(Collected data)
-=-=-=-=-
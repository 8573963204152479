//! Per-row skip taxonomy for metric extraction.
//!
//! Nothing in the scoring core is fatal: a row either yields metrics or a
//! `SkipReason` that the batch records and moves past.

use crate::types::MarketCapTier;
use thiserror::Error;

#[derive(Error, Debug, Clone, PartialEq)]
pub enum SkipReason {
    #[error("row has {len} cells, at least {required} required")]
    RowTooShort { len: usize, required: usize },

    #[error("token belongs to {actual}, not {requested}")]
    TierMismatch {
        actual: MarketCapTier,
        requested: MarketCapTier,
    },

    #[error("non-finite {field} after derivation: {value}")]
    NonFiniteMetric { field: &'static str, value: f64 },
}

impl SkipReason {
    /// Tier mismatches are routine filtering, not anomalies.
    pub fn is_anomaly(&self) -> bool {
        !matches!(self, SkipReason::TierMismatch { .. })
    }
}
-=-=-=-=-
- Your assignment -
Select and copy every line from the records that includes the word "MarketCapTier".

- Task solution -
use crate::types::MarketCapTier;
        actual: MarketCapTier,
        requested: MarketCapTier,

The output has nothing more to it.